=== Your instructions ===
Whenever the word "FiniteFloats" turns up in a line below, that line should be copied.

=== Saved entries ===
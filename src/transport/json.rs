//! JSON encoding that refuses values JSON cannot carry.
//!
//! `serde_json` writes NaN and infinities as `null`, which silently changes
//! what the server receives. [`to_vec`] walks the value once beforehand and
//! fails instead.

use serde::Serialize;
use serde::ser::{self, Error as _};

/// Serialize `value` to JSON bytes, failing on NaN or infinite floats.
///
/// The error names the offending field path, e.g. `messages[0].ratio`.
pub fn to_vec<T: Serialize + ?Sized>(value: &T) -> Result<Vec<u8>, serde_json::Error> {
    value.serialize(FiniteFloats::root())?;
    serde_json::to_vec(value)
}

type Error = serde_json::Error;

/// A serializer that produces nothing and only checks floats.
struct FiniteFloats {
    path: String,
}

impl FiniteFloats {
    fn root() -> Self {
        Self {
            path: String::new(),
        }
    }

    fn child(&self, segment: &str) -> Self {
        let path = if self.path.is_empty() {
            segment.to_owned()
        } else if segment.starts_with('[') {
            format!("{}{segment}", self.path)
        } else {
            format!("{}.{segment}", self.path)
        };
        Self { path }
    }

    fn check(&self, value: f64) -> Result<(), Error> {
        if value.is_finite() {
            return Ok(());
        }
        let at = if self.path.is_empty() {
            "value"
        } else {
            self.path.as_str()
        };
        Err(Error::custom(format!(
            "{at}: {value} cannot be represented in JSON"
        )))
    }
}

/// Compound state: the parent path, the next sequence index and the pending map key.
struct Compound {
    parent: FiniteFloats,
    index: usize,
    key: Option<String>,
}

impl Compound {
    fn new(parent: FiniteFloats) -> Self {
        Self {
            parent,
            index: 0,
            key: None,
        }
    }

    fn next_element<T: Serialize + ?Sized>(&mut self, value: &T) -> Result<(), Error> {
        let child = self.parent.child(&format!("[{}]", self.index));
        self.index += 1;
        value.serialize(child)
    }

    fn field<T: Serialize + ?Sized>(&mut self, key: &str, value: &T) -> Result<(), Error> {
        value.serialize(self.parent.child(key))
    }
}

impl ser::Serializer for FiniteFloats {
    type Ok = ();
    type Error = Error;
    type SerializeSeq = Compound;
    type SerializeTuple = Compound;
    type SerializeTupleStruct = Compound;
    type SerializeTupleVariant = Compound;
    type SerializeMap = Compound;
    type SerializeStruct = Compound;
    type SerializeStructVariant = Compound;

    fn serialize_bool(self, _v: bool) -> Result<(), Error> {
        Ok(())
    }

    fn serialize_i8(self, _v: i8) -> Result<(), Error> {
        Ok(())
    }

    fn serialize_i16(self, _v: i16) -> Result<(), Error> {
        Ok(())
    }

    fn serialize_i32(self, _v: i32) -> Result<(), Error> {
        Ok(())
    }

    fn serialize_i64(self, _v: i64) -> Result<(), Error> {
        Ok(())
    }

    fn serialize_i128(self, _v: i128) -> Result<(), Error> {
        Ok(())
    }

    fn serialize_u8(self, _v: u8) -> Result<(), Error> {
        Ok(())
    }

    fn serialize_u16(self, _v: u16) -> Result<(), Error> {
        Ok(())
    }

    fn serialize_u32(self, _v: u32) -> Result<(), Error> {
        Ok(())
    }

    fn serialize_u64(self, _v: u64) -> Result<(), Error> {
        Ok(())
    }

    fn serialize_u128(self, _v: u128) -> Result<(), Error> {
        Ok(())
    }

    fn serialize_f32(self, v: f32) -> Result<(), Error> {
        self.check(f64::from(v))
    }

    fn serialize_f64(self, v: f64) -> Result<(), Error> {
        self.check(v)
    }

    fn serialize_char(self, _v: char) -> Result<(), Error> {
        Ok(())
    }

    fn serialize_str(self, _v: &str) -> Result<(), Error> {
        Ok(())
    }

    fn serialize_bytes(self, _v: &[u8]) -> Result<(), Error> {
        Ok(())
    }

    fn serialize_none(self) -> Result<(), Error> {
        Ok(())
    }

    fn serialize_some<T: Serialize + ?Sized>(self, value: &T) -> Result<(), Error> {
        value.serialize(self)
    }

    fn serialize_unit(self) -> Result<(), Error> {
        Ok(())
    }

    fn serialize_unit_struct(self, _name: &'static str) -> Result<(), Error> {
        Ok(())
    }

    fn serialize_unit_variant(
        self,
        _name: &'static str,
        _variant_index: u32,
        _variant: &'static str,
    ) -> Result<(), Error> {
        Ok(())
    }

    fn serialize_newtype_struct<T: Serialize + ?Sized>(
        self,
        _name: &'static str,
        value: &T,
    ) -> Result<(), Error> {
        value.serialize(self)
    }

    fn serialize_newtype_variant<T: Serialize + ?Sized>(
        self,
        _name: &'static str,
        _variant_index: u32,
        variant: &'static str,
        value: &T,
    ) -> Result<(), Error> {
        value.serialize(self.child(variant))
    }

    fn serialize_seq(self, _len: Option<usize>) -> Result<Compound, Error> {
        Ok(Compound::new(self))
    }

    fn serialize_tuple(self, _len: usize) -> Result<Compound, Error> {
        Ok(Compound::new(self))
    }

    fn serialize_tuple_struct(self, _name: &'static str, _len: usize) -> Result<Compound, Error> {
        Ok(Compound::new(self))
    }

    fn serialize_tuple_variant(
        self,
        _name: &'static str,
        _variant_index: u32,
        variant: &'static str,
        _len: usize,
    ) -> Result<Compound, Error> {
        Ok(Compound::new(self.child(variant)))
    }

    fn serialize_map(self, _len: Option<usize>) -> Result<Compound, Error> {
        Ok(Compound::new(self))
    }

    fn serialize_struct(self, _name: &'static str, _len: usize) -> Result<Compound, Error> {
        Ok(Compound::new(self))
    }

    fn serialize_struct_variant(
        self,
        _name: &'static str,
        _variant_index: u32,
        variant: &'static str,
        _len: usize,
    ) -> Result<Compound, Error> {
        Ok(Compound::new(self.child(variant)))
    }
}

impl ser::SerializeSeq for Compound {
    type Ok = ();
    type Error = Error;

    fn serialize_element<T: Serialize + ?Sized>(&mut self, value: &T) -> Result<(), Error> {
        self.next_element(value)
    }

    fn end(self) -> Result<(), Error> {
        Ok(())
    }
}

impl ser::SerializeTuple for Compound {
    type Ok = ();
    type Error = Error;

    fn serialize_element<T: Serialize + ?Sized>(&mut self, value: &T) -> Result<(), Error> {
        self.next_element(value)
    }

    fn end(self) -> Result<(), Error> {
        Ok(())
    }
}

impl ser::SerializeTupleStruct for Compound {
    type Ok = ();
    type Error = Error;

    fn serialize_field<T: Serialize + ?Sized>(&mut self, value: &T) -> Result<(), Error> {
        self.next_element(value)
    }

    fn end(self) -> Result<(), Error> {
        Ok(())
    }
}

impl ser::SerializeTupleVariant for Compound {
    type Ok = ();
    type Error = Error;

    fn serialize_field<T: Serialize + ?Sized>(&mut self, value: &T) -> Result<(), Error> {
        self.next_element(value)
    }

    fn end(self) -> Result<(), Error> {
        Ok(())
    }
}

impl ser::SerializeMap for Compound {
    type Ok = ();
    type Error = Error;

    fn serialize_key<T: Serialize + ?Sized>(&mut self, key: &T) -> Result<(), Error> {
        self.key = serde_json::to_value(key)
            .ok()
            .and_then(|key| key.as_str().map(str::to_owned));
        Ok(())
    }

    fn serialize_value<T: Serialize + ?Sized>(&mut self, value: &T) -> Result<(), Error> {
        match self.key.take() {
            Some(key) => self.field(&key, value),
            None => self.next_element(value),
        }
    }

    fn end(self) -> Result<(), Error> {
        Ok(())
    }
}

impl ser::SerializeStruct for Compound {
    type Ok = ();
    type Error = Error;

    fn serialize_field<T: Serialize + ?Sized>(
        &mut self,
        key: &'static str,
        value: &T,
    ) -> Result<(), Error> {
        self.field(key, value)
    }

    fn end(self) -> Result<(), Error> {
        Ok(())
    }
}

impl ser::SerializeStructVariant for Compound {
    type Ok = ();
    type Error = Error;

    fn serialize_field<T: Serialize + ?Sized>(
        &mut self,
        key: &'static str,
        value: &T,
    ) -> Result<(), Error> {
        self.field(key, value)
    }

    fn end(self) -> Result<(), Error> {
        Ok(())
    }
}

=== Response for this exercise ===
    value.serialize(FiniteFloats::root())?;
struct FiniteFloats {
impl FiniteFloats {
    parent: FiniteFloats,
    fn new(parent: FiniteFloats) -> Self {
impl ser::Serializer for FiniteFloats {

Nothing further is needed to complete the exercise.